### Data shown ###
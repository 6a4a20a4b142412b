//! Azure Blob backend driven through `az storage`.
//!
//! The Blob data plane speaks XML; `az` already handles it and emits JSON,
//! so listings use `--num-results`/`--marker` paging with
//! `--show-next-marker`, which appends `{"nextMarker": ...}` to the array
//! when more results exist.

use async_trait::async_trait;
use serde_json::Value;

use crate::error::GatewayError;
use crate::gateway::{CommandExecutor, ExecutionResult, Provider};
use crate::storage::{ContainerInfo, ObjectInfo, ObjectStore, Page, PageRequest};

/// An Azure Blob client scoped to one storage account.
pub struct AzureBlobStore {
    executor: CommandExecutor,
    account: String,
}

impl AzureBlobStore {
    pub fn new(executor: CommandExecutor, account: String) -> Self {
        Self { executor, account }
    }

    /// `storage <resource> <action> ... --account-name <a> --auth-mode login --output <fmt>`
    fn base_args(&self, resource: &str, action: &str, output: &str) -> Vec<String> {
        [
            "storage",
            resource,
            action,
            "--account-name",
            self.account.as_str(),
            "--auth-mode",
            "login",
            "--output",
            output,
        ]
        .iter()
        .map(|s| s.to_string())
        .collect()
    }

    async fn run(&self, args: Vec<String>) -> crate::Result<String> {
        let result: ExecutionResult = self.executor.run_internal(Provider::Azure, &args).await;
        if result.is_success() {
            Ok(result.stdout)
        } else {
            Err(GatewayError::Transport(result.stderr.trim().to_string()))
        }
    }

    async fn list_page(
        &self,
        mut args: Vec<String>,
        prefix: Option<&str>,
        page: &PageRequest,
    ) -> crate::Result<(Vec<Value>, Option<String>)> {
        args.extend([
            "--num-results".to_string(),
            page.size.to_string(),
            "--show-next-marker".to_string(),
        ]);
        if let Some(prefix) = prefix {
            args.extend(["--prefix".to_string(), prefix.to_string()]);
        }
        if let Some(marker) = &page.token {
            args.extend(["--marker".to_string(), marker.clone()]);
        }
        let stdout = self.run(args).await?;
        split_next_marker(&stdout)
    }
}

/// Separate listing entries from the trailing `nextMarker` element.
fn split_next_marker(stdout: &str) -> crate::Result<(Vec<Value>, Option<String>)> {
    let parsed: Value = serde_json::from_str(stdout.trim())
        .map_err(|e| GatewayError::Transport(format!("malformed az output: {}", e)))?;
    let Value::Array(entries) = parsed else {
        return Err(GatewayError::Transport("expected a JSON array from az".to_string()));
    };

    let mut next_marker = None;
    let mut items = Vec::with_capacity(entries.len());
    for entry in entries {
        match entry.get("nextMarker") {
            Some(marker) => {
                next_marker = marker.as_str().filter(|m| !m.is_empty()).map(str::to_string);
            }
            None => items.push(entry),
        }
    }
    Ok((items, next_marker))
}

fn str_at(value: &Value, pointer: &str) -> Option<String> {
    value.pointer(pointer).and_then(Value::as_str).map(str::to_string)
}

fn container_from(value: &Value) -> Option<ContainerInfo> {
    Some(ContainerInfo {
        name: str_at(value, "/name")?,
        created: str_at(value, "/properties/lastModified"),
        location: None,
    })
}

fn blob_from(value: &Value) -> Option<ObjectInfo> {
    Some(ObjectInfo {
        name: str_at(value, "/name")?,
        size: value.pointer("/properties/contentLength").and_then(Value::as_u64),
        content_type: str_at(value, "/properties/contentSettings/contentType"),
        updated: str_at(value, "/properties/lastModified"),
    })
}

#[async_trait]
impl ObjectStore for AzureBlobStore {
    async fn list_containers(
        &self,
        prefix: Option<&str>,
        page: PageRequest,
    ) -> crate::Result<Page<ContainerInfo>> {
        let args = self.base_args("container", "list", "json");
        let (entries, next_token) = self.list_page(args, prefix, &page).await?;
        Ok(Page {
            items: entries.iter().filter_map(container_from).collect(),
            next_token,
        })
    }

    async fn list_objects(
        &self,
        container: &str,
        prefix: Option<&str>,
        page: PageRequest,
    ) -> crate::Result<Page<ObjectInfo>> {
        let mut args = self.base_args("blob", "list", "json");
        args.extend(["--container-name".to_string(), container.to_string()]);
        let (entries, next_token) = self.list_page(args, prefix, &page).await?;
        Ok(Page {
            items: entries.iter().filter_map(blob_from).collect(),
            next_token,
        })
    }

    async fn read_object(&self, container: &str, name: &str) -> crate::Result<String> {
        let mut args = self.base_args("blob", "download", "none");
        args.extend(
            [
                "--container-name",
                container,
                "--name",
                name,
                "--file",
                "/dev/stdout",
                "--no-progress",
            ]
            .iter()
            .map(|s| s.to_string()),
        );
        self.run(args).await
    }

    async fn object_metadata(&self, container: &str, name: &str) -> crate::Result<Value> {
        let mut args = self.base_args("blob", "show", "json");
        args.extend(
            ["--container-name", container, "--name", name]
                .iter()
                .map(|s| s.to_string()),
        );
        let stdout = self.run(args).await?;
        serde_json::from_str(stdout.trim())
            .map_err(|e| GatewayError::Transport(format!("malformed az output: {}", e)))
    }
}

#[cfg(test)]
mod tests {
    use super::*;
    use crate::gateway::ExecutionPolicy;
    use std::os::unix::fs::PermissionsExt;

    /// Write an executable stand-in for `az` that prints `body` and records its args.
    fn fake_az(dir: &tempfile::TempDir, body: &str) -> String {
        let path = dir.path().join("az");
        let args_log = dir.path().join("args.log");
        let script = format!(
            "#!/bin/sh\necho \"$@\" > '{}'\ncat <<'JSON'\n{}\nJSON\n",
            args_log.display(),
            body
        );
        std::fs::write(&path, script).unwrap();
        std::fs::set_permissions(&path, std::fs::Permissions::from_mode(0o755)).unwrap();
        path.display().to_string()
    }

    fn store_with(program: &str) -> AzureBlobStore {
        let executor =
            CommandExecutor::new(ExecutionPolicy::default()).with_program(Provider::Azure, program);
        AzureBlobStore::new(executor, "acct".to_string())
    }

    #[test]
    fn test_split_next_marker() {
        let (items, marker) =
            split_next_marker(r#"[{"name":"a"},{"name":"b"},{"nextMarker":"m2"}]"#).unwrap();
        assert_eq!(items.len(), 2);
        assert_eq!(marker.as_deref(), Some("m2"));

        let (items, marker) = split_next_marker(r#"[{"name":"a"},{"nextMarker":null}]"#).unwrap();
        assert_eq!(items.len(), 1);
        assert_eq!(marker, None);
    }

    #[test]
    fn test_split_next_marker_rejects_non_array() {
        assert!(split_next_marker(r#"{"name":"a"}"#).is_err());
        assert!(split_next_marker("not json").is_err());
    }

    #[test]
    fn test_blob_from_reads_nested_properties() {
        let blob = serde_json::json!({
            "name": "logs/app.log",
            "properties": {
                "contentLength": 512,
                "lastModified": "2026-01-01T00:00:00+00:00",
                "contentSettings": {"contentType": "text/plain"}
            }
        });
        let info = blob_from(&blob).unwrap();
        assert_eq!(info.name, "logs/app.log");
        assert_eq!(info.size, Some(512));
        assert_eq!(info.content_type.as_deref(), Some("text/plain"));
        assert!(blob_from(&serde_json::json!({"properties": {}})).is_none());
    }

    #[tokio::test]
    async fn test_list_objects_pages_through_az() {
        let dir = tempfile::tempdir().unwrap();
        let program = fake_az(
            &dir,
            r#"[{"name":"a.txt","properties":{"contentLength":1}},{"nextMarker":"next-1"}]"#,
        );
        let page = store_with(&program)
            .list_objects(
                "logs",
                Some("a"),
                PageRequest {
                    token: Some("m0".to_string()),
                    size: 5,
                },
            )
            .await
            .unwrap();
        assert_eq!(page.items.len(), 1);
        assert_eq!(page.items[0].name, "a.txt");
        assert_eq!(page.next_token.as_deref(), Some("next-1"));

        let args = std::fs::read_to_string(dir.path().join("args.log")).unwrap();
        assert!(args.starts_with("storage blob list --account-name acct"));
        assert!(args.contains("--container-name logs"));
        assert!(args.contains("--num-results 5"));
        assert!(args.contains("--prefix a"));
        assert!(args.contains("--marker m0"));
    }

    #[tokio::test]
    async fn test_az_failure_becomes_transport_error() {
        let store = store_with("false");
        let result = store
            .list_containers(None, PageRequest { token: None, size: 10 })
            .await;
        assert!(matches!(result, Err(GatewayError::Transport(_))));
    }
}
###
### Data shown ###
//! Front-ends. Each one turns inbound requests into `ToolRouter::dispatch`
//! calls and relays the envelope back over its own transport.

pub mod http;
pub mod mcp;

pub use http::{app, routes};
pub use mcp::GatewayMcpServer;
###
▸ Exercise description: Where the word "contentSettings" shows up in a line of the records above, count that line; then give the count by itself.

▸ Exercise response: 2